Firstly minimise ‘junk miles’ as much as possible. Every mile a Soldier runs or marches must be completed for a specified intended outcome and not for the sake of going for a run. Running sessions should be streamed by ability where possible to maximise the benefit to the group.
Secondly we need to increase strength training. This means proper strength training, not doing deadlifts and squats with 25kg power bags but lifting barbells loaded with bodyweight plus and grounded in good technique. Stronger kinetic chains lead to greater stride length and cadence, effectively allowing an individual to cover greater distance with less effort at speed. Increasing maximal strength also improves resilience to injury by reducing tactical loads to a smaller proportion of the soldier’s maximum force. In addition, tendons respond by increasing stiffness and cell structure durability resulting in becoming less prone to injury. The hormonal benefits of strength training also increase performance in several other components of fitness.
Thirdly high intensity interval training has been shown to burn more calories per minute than steady state training, but has the added benefits of being easier on the joints as well as improving muscular strength and both aerobic and anaerobic capacity to a much higher degree.
Finally improving fitness education is vital. Basic training should include coaching in the big functional lifts; squat, deadlift and reverse lunge, as well as the use of compression clothing, foam rollers, nutrition, and mobility and recovery techniques. All soldiers and officers should have the mindset of a tactical athlete, constantly striving to maximise performance of themselves and their subordinates year-round, including whilst deployed on operations and exercises.

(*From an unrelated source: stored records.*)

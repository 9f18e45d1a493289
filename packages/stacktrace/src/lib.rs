//! Error stack traces with per-frame cause annotations
//!
//! This crate attaches captured call stacks to errors as they propagate:
//! - [`new`] creates a traced error at the current call site
//! - [`wrap`] promotes any error into a traced chain (idempotent)
//! - [`annotate`] attaches a cause to the current call site, recording only
//!   frames the chain does not already hold
//!
//! Chains are inspected with [`frames`], [`unwrap`], [`sprint`] and
//! [`sprint_reversed`].
//!
//! ```
//! use cryypt_stacktrace as stacktrace;
//!
//! fn find_product(id: u64) -> stacktrace::ErrorTrace {
//!     stacktrace::annotate!(std::fmt::Error, "product id {id:?}")
//! }
//!
//! let err = stacktrace::annotate(find_product(42), "failed to find product");
//! assert_eq!(
//!     err.to_string(),
//!     "failed to find product: product id 42: an error occurred when formatting an argument"
//! );
//!
//! // Frames are only listed when debug info is available.
//! let report = stacktrace::sprint(&err);
//! assert!(report.starts_with("Error: failed to find product"));
//! ```

#![forbid(unsafe_code)]

pub mod capture;
pub mod chain;
pub mod config;
pub mod error;
pub mod extensions;
pub mod filter;
pub mod logging;
#[doc(hidden)]
pub mod macros;
pub mod render;
pub mod toggle;
pub mod trace;

use std::collections::HashMap;
use std::fmt;

pub use capture::{FrameKey, Pc, StackSegment};
pub use config::{
    DEFAULT_MAX_DEPTH, DEFAULT_SKIP_PATTERN, max_depth, reset_skip_pattern, set_max_depth,
    set_skip_pattern, try_set_max_depth,
};
pub use error::{BoxError, Result, TraceError};
pub use extensions::{OptionExt, ResultExt};
pub use logging::TraceLogger;
pub use render::{Frame, frames, frames_json, sprint, sprint_reversed, sprint_with};
pub use toggle::{Passthrough, Toggle};
pub use trace::ErrorTrace;

/// Create an error carrying the current stack.
///
/// The message doubles as the cause of the innermost frame.
#[inline(never)]
pub fn new(msg: impl fmt::Display) -> ErrorTrace {
    // Skip [new]
    ErrorTrace::new_caller(1, config::max_depth(), msg.to_string())
}

/// Attach the current stack to `err`.
///
/// An error that already is an [`ErrorTrace`] is returned unchanged, so
/// wrapping twice never duplicates frames.
#[inline(never)]
pub fn wrap(err: impl Into<BoxError>) -> ErrorTrace {
    // Skip [wrap]
    ErrorTrace::wrap_caller(1, config::max_depth(), err.into())
}

/// Attach `cause` to the current call site of `err`.
///
/// Frames already recorded further down the chain are not recorded again. If
/// the call site itself is already on record, the cause is displayed on that
/// recorded frame.
///
/// Several `annotate` calls that differ only by source line inside the same
/// recursion, such as one per `match` arm, resolve to frames that are already
/// on record and therefore add causes without adding frames.
#[inline(never)]
pub fn annotate(err: impl Into<BoxError>, cause: impl fmt::Display) -> ErrorTrace {
    // Skip [annotate]
    ErrorTrace::annotate_caller(1, config::max_depth(), err.into(), cause.to_string())
}

/// Raw flattened trace of `err` and the causes keyed by program counter.
///
/// Unlike [`frames`], nothing is filtered.
#[must_use]
pub fn unwrap(err: &(dyn std::error::Error + 'static)) -> (Vec<Pc>, HashMap<Pc, String>) {
    chain::unwrap(err)
}

/// Capturer for call sites `skip` frames above the function using it
#[must_use]
pub const fn caller(skip: usize) -> Toggle {
    Toggle::caller(skip)
}

/// Capturer that never records frames
#[must_use]
pub const fn passthrough() -> Passthrough {
    Passthrough
}
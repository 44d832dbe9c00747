// Copyright (C) 2026 Fred Clausen
// Use of this source code is governed by an MIT-style
// license that can be found in the LICENSE file or at
// https://opensource.org/licenses/MIT.

//! Error types for the API layer.

use crewboard::CoreError;
use crewboard_domain::DomainError;
use crewboard_store::StoreError;

/// API-level errors.
///
/// These are distinct from domain/core errors and represent the API contract.
#[derive(Debug, Clone, PartialEq, Eq)]
pub enum ApiError {
    /// Invalid input was provided.
    InvalidInput {
        /// The field that was invalid.
        field: String,
        /// A human-readable description of the error.
        message: String,
    },
    /// A domain rule was violated.
    DomainRuleViolation {
        /// The rule that was violated.
        rule: String,
        /// A human-readable description of the violation.
        message: String,
    },
    /// A requested resource was not found.
    ResourceNotFound {
        /// The type of resource that was not found.
        resource_type: String,
        /// A human-readable description of what was not found.
        message: String,
    },
    /// The remote schedule store could not be reached.
    RemoteFailure {
        /// A description of the failure.
        message: String,
    },
    /// An internal error occurred.
    Internal {
        /// A description of the internal error.
        message: String,
    },
}

impl std::fmt::Display for ApiError {
    fn fmt(&self, f: &mut std::fmt::Formatter<'_>) -> std::fmt::Result {
        match self {
            Self::InvalidInput { field, message } => {
                write!(f, "Invalid input for field '{field}': {message}")
            }
            Self::DomainRuleViolation { rule, message } => {
                write!(f, "Domain rule violation ({rule}): {message}")
            }
            Self::ResourceNotFound {
                resource_type,
                message,
            } => {
                write!(f, "{resource_type} not found: {message}")
            }
            Self::RemoteFailure { message } => {
                write!(f, "Schedule store unreachable: {message}")
            }
            Self::Internal { message } => {
                write!(f, "Internal error: {message}")
            }
        }
    }
}

impl std::error::Error for ApiError {}

/// Translates a domain error into an API error.
///
/// This translation is explicit and ensures domain errors are not leaked directly.
#[must_use]
pub fn translate_domain_error(err: DomainError) -> ApiError {
    match err {
        DomainError::InvalidDateRange { start, end } => ApiError::InvalidInput {
            field: String::from("dateRange"),
            message: format!("End date {end} precedes start date {start}"),
        },
        DomainError::InvalidCrewSize(msg) => ApiError::InvalidInput {
            field: String::from("crewSize"),
            message: msg,
        },
        DomainError::InvalidOperatorCount { value } => ApiError::InvalidInput {
            field: String::from("operator.count"),
            message: format!("Operator count must be positive, got {value}"),
        },
        DomainError::InvalidOperatorType(value) => ApiError::InvalidInput {
            field: String::from("operator.type"),
            message: format!("Unknown operator type: {value}"),
        },
        DomainError::InvalidIdentifier(value) => ApiError::InvalidInput {
            field: String::from("otherIdentifier"),
            message: format!("Unknown identifier tag: {value}"),
        },
        DomainError::MissingDate => ApiError::InvalidInput {
            field: String::from("date"),
            message: String::from("Each scheduled date entry requires a calendar day"),
        },
        DomainError::DateParse { date_string, error } => ApiError::InvalidInput {
            field: String::from("date"),
            message: format!("Failed to parse date '{date_string}': {error}"),
        },
        DomainError::DuplicateScheduledDate { date } => ApiError::DomainRuleViolation {
            rule: String::from("one_entry_per_day"),
            message: format!("Job already has a scheduled date for {date}"),
        },
        DomainError::InvalidWindowSpan { span } => ApiError::InvalidInput {
            field: String::from("span"),
            message: format!("Calendar window span must be at least 1 day, got {span}"),
        },
        DomainError::DateArithmeticOverflow { operation } => ApiError::InvalidInput {
            field: String::from("date"),
            message: format!("Date arithmetic overflow while {operation}"),
        },
    }
}

/// Translates a core error into an API error.
///
/// This translation is explicit and ensures core errors are not leaked directly.
#[must_use]
pub fn translate_core_error(err: CoreError) -> ApiError {
    match err {
        CoreError::DomainViolation(domain_err) => translate_domain_error(domain_err),
        CoreError::ModeConflict => ApiError::InvalidInput {
            field: String::from("dates"),
            message: String::from(
                "Supply either a date range or explicit dates, not both",
            ),
        },
        CoreError::NoDatesSelected => ApiError::InvalidInput {
            field: String::from("dates"),
            message: String::from("At least one scheduled date is required"),
        },
    }
}

impl From<StoreError> for ApiError {
    fn from(err: StoreError) -> Self {
        match err {
            StoreError::NotFound { scheduled_job_id } => Self::ResourceNotFound {
                resource_type: String::from("Scheduled job"),
                message: format!("No scheduled job with id {scheduled_job_id}"),
            },
            StoreError::Rejected(message) => Self::DomainRuleViolation {
                rule: String::from("store_rejected"),
                message,
            },
            StoreError::Unreachable(message) => Self::RemoteFailure { message },
            StoreError::Codec(err) => Self::Internal {
                message: format!("Record codec error: {err}"),
            },
            StoreError::Invalid(domain_err) => translate_domain_error(domain_err),
        }
    }
}
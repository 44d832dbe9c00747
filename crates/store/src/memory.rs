// Copyright (C) 2026 Fred Clausen
// Use of this source code is governed by an MIT-style
// license that can be found in the LICENSE file or at
// https://opensource.org/licenses/MIT.

//! In-memory store backend.
//!
//! Records are held as serialized JSON and decoded through the wire
//! upgrade path on every read, so the backend exercises the same codec
//! behavior a remote service would. Used for development, the demo
//! binary, and tests.

use crate::error::StoreError;
use crate::wire::ScheduledJobRecord;
use crate::ScheduleStore;
use crewboard_domain::{Job, ScheduledDate, ScheduledJob};
use std::collections::HashMap;
use std::sync::{Mutex, MutexGuard};
use tracing::debug;

struct Inner {
    jobs: Vec<Job>,
    /// Serialized scheduled-job records keyed by record id.
    records: HashMap<i64, String>,
    next_id: i64,
    /// One-shot failure message; the next operation fails with it.
    fail_next: Option<String>,
}

/// An in-memory `ScheduleStore` backend.
pub struct InMemoryStore {
    inner: Mutex<Inner>,
}

impl InMemoryStore {
    /// Creates an empty store with no known jobs.
    #[must_use]
    pub fn new() -> Self {
        Self {
            inner: Mutex::new(Inner {
                jobs: Vec::new(),
                records: HashMap::new(),
                next_id: 1,
                fail_next: None,
            }),
        }
    }

    /// Creates a store seeded with the given jobs.
    #[must_use]
    pub fn with_jobs(jobs: Vec<Job>) -> Self {
        let store: Self = Self::new();
        if let Ok(mut inner) = store.inner.lock() {
            inner.jobs = jobs;
        }
        store
    }

    /// Replaces the set of known jobs.
    ///
    /// # Errors
    ///
    /// Returns an error if the store lock is poisoned.
    pub fn seed_jobs(&self, jobs: Vec<Job>) -> Result<(), StoreError> {
        let mut inner: MutexGuard<'_, Inner> = self.lock()?;
        inner.jobs = jobs;
        Ok(())
    }

    /// Arranges for the next store operation to fail as unreachable.
    ///
    /// One-shot: the operation after the failing one proceeds normally.
    ///
    /// # Errors
    ///
    /// Returns an error if the store lock is poisoned.
    pub fn fail_next(&self, message: &str) -> Result<(), StoreError> {
        let mut inner: MutexGuard<'_, Inner> = self.lock()?;
        inner.fail_next = Some(message.to_string());
        Ok(())
    }

    fn lock(&self) -> Result<MutexGuard<'_, Inner>, StoreError> {
        self.inner
            .lock()
            .map_err(|_| StoreError::Unreachable("Store lock poisoned".to_string()))
    }

    fn take_injected_failure(inner: &mut Inner) -> Result<(), StoreError> {
        match inner.fail_next.take() {
            Some(message) => Err(StoreError::Unreachable(message)),
            None => Ok(()),
        }
    }

    fn decode(json: &str) -> Result<ScheduledJob, StoreError> {
        let record: ScheduledJobRecord = serde_json::from_str(json)?;
        Ok(record.into_scheduled_job()?)
    }

    fn encode(aggregate: &ScheduledJob) -> Result<String, StoreError> {
        Ok(serde_json::to_string(aggregate)?)
    }

    fn find_record_id_for_job(inner: &Inner, job_id: i64) -> Result<Option<i64>, StoreError> {
        for json in inner.records.values() {
            let aggregate: ScheduledJob = Self::decode(json)?;
            if aggregate.job_id() == job_id {
                return Ok(Some(aggregate.id()));
            }
        }
        Ok(None)
    }
}

impl Default for InMemoryStore {
    fn default() -> Self {
        Self::new()
    }
}

impl ScheduleStore for InMemoryStore {
    async fn list_scheduled_jobs(
        &self,
        job_id: Option<i64>,
    ) -> Result<Vec<ScheduledJob>, StoreError> {
        let mut inner: MutexGuard<'_, Inner> = self.lock()?;
        Self::take_injected_failure(&mut inner)?;

        let mut aggregates: Vec<ScheduledJob> = Vec::with_capacity(inner.records.len());
        for json in inner.records.values() {
            let aggregate: ScheduledJob = Self::decode(json)?;
            if job_id.is_none_or(|id| aggregate.job_id() == id) {
                aggregates.push(aggregate);
            }
        }
        aggregates.sort_by_key(ScheduledJob::id);
        Ok(aggregates)
    }

    async fn create_scheduled_job(
        &self,
        job_id: i64,
        dates: Vec<ScheduledDate>,
    ) -> Result<ScheduledJob, StoreError> {
        let mut inner: MutexGuard<'_, Inner> = self.lock()?;
        Self::take_injected_failure(&mut inner)?;

        let job: Job = inner
            .jobs
            .iter()
            .find(|job| job.id == job_id)
            .cloned()
            .ok_or_else(|| StoreError::Rejected(format!("Unknown job: {job_id}")))?;

        // Scheduling a job that already has a record replaces that
        // record wholesale under its existing id.
        let record_id: i64 = match Self::find_record_id_for_job(&inner, job_id)? {
            Some(existing) => existing,
            None => {
                let id: i64 = inner.next_id;
                inner.next_id += 1;
                id
            }
        };

        let aggregate: ScheduledJob =
            ScheduledJob::new(record_id, job, dates).map_err(StoreError::Invalid)?;
        let json: String = Self::encode(&aggregate)?;
        inner.records.insert(record_id, json.clone());
        debug!(record_id, job_id, "stored scheduled job");

        Self::decode(&json)
    }

    async fn update_scheduled_job(
        &self,
        scheduled_job_id: i64,
        dates: Vec<ScheduledDate>,
    ) -> Result<ScheduledJob, StoreError> {
        let mut inner: MutexGuard<'_, Inner> = self.lock()?;
        Self::take_injected_failure(&mut inner)?;

        let existing: ScheduledJob = match inner.records.get(&scheduled_job_id) {
            Some(json) => Self::decode(json)?,
            None => {
                return Err(StoreError::NotFound { scheduled_job_id });
            }
        };

        let aggregate: ScheduledJob =
            ScheduledJob::new(scheduled_job_id, existing.job().clone(), dates)
                .map_err(StoreError::Invalid)?;
        let json: String = Self::encode(&aggregate)?;
        inner.records.insert(scheduled_job_id, json.clone());
        debug!(scheduled_job_id, "updated scheduled job");

        Self::decode(&json)
    }

    async fn delete_scheduled_job(&self, scheduled_job_id: i64) -> Result<(), StoreError> {
        let mut inner: MutexGuard<'_, Inner> = self.lock()?;
        Self::take_injected_failure(&mut inner)?;

        if inner.records.remove(&scheduled_job_id).is_none() {
            return Err(StoreError::NotFound { scheduled_job_id });
        }
        debug!(scheduled_job_id, "deleted scheduled job");
        Ok(())
    }

    async fn list_active_jobs(&self) -> Result<Vec<Job>, StoreError> {
        let mut inner: MutexGuard<'_, Inner> = self.lock()?;
        Self::take_injected_failure(&mut inner)?;

        Ok(inner
            .jobs
            .iter()
            .filter(|job| job.active)
            .cloned()
            .collect())
    }
}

A system already exists that incorporates all of the issues discussed here. The British Army Warrior Fitness (BAWF) competition is a perfect example of the methodology required for optimum performance and is rightly recognised as the correct means to test all of the components of fitness without resorting to some of the more extreme methods used in similar civilian training systems. If the type of training tested in BAWF became the staple of the Army’s PT programming I believe that, in time, we would only see benefits to performance and deployability across the force. Executing this change is not simple, strength equipment costs money and will always be a limiting factor, but scheduling training at time other than just routinely at 0800hrs can mitigate this, increasing the experience of PT Instructors and leaders so that they are capable of delivering this type of training will also take time, but failing to try is failing our soldiers. Lastly, the leadership within any Unit needs to be prepared to change their mindset from the focus of their experience (i.e. runs and loaded marches) to follow the evidence and support their specialist staff who can drastically enhance the deployability of the Soldiers that they lead and improve their lives well into the future.
Josh has 9 years of Infantry leadership experience. He is a British Army Warrior Fitness finalist, a member of the 300 Club and an Iron Major record holder. He Co-Wrote this article with Mike, an Exercise Rehabilitation Instructor, conditioning specialist and speed development coach who has 4 years experience working with infantry soldiers.